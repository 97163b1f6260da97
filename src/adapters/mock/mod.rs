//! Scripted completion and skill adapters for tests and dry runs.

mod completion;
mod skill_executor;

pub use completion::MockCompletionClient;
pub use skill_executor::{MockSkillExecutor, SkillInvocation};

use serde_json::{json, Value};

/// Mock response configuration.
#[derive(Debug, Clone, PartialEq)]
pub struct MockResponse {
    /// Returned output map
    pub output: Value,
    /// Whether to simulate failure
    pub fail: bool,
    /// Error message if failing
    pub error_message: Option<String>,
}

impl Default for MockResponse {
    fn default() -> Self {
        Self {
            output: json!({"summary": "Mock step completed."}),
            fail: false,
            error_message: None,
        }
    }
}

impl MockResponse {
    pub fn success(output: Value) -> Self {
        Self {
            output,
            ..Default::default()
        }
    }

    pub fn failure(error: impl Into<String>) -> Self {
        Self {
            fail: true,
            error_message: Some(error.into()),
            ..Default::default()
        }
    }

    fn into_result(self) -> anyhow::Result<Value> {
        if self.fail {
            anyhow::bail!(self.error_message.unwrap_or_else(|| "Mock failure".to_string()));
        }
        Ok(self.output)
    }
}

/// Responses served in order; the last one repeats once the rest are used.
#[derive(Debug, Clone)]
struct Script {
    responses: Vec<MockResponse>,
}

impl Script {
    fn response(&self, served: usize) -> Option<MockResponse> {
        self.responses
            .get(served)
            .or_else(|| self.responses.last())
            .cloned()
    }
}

■ ■ ■ ■ ■

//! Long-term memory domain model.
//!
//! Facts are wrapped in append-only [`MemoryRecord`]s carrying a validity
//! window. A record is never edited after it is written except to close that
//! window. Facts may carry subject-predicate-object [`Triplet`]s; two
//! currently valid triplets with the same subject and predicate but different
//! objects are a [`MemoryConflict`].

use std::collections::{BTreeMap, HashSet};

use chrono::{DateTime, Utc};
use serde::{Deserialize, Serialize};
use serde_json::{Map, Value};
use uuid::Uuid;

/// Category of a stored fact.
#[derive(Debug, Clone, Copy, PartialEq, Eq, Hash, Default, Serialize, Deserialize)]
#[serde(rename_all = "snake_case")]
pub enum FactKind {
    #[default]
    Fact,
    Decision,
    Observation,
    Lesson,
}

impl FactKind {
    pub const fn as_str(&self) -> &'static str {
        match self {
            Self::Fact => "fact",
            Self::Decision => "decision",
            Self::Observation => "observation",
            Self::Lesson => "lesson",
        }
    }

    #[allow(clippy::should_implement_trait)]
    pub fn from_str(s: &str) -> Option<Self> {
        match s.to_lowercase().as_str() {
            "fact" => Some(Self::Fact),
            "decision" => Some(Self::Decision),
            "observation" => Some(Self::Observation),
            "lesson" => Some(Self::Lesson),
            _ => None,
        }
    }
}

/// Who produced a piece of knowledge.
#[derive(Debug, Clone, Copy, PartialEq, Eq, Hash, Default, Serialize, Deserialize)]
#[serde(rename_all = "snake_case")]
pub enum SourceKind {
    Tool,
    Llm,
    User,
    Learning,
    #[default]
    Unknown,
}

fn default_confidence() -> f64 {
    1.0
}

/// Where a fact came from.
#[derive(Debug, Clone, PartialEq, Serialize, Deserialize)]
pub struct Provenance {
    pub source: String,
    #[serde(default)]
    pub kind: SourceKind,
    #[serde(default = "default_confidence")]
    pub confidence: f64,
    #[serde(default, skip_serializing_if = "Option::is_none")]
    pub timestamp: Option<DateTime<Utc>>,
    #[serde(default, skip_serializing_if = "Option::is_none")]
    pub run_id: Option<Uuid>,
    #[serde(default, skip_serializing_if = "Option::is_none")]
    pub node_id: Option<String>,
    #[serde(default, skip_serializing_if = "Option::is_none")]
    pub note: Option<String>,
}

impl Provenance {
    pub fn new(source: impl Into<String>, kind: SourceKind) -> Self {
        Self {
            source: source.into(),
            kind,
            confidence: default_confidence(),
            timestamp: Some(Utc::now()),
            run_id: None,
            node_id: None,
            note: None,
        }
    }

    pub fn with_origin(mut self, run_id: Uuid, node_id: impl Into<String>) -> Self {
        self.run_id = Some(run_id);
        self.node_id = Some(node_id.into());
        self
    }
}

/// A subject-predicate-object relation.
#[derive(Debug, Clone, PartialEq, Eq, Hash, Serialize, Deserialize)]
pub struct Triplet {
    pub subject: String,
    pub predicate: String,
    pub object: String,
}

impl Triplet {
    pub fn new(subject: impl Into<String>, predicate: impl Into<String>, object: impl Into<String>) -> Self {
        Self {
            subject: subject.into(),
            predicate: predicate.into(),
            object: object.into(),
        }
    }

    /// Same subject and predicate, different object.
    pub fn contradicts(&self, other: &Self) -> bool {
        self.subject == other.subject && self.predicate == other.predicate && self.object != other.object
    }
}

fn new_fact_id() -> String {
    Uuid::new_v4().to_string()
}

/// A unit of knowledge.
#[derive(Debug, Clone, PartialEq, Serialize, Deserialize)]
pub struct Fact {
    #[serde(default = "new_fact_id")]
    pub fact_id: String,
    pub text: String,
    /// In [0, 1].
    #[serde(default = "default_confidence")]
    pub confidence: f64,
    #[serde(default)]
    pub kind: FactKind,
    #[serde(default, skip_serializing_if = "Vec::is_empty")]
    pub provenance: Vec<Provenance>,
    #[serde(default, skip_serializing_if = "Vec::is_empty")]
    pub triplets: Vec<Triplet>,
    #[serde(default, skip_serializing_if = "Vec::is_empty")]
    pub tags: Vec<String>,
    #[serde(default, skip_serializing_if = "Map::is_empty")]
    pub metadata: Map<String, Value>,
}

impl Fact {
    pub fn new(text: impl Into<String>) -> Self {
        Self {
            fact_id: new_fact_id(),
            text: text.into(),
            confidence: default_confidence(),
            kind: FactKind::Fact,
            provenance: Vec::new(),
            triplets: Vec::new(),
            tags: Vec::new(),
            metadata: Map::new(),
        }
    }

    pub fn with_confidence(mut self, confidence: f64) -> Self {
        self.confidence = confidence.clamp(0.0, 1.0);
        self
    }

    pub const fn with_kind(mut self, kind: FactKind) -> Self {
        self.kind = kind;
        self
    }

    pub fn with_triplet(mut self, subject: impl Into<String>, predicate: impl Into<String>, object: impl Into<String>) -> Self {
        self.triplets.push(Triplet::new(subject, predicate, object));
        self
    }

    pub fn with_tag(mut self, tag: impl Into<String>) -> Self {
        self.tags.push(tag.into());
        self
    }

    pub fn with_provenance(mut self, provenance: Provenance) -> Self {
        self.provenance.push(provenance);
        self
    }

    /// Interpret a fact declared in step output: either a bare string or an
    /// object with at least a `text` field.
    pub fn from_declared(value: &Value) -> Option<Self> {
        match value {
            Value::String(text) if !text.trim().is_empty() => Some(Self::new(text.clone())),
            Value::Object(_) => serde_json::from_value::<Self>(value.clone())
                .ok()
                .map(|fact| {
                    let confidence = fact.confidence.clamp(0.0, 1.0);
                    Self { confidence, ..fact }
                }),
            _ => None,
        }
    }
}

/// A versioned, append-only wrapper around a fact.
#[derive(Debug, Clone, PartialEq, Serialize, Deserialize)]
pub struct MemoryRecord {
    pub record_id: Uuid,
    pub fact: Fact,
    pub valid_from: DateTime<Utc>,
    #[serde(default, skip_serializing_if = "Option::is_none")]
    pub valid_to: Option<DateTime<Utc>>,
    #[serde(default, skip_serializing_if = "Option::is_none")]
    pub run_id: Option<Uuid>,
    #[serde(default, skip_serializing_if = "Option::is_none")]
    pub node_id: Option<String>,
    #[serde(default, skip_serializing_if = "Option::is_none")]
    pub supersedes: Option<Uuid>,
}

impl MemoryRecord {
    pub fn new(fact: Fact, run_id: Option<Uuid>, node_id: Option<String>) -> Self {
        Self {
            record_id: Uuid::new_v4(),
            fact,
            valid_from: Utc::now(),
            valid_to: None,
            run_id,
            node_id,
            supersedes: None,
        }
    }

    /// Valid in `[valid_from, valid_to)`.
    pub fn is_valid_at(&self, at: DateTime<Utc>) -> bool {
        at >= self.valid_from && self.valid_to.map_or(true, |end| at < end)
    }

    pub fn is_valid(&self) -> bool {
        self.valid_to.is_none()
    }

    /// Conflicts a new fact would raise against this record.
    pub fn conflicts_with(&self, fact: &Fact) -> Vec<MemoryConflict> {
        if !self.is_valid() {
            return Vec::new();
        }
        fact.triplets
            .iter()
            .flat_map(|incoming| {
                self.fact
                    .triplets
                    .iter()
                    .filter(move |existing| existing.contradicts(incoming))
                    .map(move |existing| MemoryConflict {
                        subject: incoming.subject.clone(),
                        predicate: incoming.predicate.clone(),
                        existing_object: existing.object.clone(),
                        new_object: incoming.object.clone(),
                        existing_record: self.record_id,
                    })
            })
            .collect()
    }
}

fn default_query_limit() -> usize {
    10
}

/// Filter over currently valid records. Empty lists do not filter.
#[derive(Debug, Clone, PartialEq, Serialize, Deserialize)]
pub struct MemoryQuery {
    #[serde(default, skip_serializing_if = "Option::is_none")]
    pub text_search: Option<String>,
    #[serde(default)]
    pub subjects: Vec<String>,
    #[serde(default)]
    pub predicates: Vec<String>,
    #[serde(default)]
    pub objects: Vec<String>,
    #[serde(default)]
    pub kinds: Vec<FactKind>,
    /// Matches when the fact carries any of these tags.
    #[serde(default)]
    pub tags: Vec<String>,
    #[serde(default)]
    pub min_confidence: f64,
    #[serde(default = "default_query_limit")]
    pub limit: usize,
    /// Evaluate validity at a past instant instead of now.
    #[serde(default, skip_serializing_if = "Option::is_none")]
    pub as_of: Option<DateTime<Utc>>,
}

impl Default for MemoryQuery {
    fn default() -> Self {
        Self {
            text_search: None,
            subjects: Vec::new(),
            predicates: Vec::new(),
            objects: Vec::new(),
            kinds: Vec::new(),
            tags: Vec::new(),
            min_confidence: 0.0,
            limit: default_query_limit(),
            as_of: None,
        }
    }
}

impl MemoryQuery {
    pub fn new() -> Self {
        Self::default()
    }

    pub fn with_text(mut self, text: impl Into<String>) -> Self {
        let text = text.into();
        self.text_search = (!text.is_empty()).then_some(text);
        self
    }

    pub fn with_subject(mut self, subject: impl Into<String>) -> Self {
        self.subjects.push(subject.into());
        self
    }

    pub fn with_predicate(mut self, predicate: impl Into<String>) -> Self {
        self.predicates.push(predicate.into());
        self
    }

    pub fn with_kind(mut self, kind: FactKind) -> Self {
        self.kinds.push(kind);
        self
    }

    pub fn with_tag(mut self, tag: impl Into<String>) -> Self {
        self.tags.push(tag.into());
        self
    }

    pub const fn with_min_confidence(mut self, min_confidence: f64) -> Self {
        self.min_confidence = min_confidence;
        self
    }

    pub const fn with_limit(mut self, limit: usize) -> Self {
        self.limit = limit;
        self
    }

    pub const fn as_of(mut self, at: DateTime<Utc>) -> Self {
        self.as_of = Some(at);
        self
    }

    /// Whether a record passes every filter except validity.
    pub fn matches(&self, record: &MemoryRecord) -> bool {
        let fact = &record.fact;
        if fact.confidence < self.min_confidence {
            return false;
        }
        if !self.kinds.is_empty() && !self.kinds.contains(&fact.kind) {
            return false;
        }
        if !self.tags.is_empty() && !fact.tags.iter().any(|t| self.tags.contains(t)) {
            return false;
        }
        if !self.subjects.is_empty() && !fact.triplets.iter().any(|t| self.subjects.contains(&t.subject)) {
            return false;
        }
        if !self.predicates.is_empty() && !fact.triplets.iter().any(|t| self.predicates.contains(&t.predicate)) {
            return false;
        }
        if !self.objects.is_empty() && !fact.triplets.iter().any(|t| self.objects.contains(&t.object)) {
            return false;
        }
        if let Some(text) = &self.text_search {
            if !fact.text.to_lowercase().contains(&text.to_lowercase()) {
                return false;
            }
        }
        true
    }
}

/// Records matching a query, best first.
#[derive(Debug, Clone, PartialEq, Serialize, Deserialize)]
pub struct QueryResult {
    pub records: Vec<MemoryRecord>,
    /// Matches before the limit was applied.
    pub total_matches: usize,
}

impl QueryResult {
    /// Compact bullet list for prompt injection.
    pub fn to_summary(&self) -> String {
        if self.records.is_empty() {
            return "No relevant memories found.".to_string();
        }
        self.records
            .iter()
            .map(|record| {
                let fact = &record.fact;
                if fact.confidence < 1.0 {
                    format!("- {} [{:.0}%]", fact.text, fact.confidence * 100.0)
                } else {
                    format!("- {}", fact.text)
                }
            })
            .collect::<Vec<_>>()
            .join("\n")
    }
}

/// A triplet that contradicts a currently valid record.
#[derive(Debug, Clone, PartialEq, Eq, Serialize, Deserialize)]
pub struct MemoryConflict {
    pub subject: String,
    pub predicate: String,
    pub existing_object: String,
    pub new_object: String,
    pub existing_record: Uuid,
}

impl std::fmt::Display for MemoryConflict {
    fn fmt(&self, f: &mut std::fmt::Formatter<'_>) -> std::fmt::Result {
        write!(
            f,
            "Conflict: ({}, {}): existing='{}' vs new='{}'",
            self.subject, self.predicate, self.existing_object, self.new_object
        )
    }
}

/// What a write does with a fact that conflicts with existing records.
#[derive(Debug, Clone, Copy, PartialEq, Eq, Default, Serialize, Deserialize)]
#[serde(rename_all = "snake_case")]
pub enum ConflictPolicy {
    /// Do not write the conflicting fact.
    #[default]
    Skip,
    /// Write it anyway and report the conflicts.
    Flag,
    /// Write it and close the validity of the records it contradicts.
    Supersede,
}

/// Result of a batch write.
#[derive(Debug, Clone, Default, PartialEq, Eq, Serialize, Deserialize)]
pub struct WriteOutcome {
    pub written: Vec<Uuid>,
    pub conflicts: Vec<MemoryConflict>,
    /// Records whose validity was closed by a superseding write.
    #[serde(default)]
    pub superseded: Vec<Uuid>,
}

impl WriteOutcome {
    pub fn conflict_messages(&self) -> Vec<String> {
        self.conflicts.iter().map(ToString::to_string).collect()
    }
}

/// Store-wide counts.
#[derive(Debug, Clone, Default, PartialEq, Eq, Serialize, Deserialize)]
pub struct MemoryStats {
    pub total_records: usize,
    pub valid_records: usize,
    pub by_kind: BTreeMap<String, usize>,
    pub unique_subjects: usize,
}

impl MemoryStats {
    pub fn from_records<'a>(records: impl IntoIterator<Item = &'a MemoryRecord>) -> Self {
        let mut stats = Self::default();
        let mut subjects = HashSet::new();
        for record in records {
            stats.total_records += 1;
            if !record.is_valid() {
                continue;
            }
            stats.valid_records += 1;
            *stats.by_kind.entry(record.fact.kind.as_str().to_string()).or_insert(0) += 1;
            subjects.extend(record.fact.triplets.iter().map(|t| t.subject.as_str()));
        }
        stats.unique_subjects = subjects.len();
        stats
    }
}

■ ■ ■ ■ ■

Exercise description: Where does "const" occur in the data? Copy each line that has it.

Task output:
    pub const fn as_str(&self) -> &'static str {
    pub const fn with_kind(mut self, kind: FactKind) -> Self {
    pub const fn with_min_confidence(mut self, min_confidence: f64) -> Self {
    pub const fn with_limit(mut self, limit: usize) -> Self {
    pub const fn as_of(mut self, at: DateTime<Utc>) -> Self {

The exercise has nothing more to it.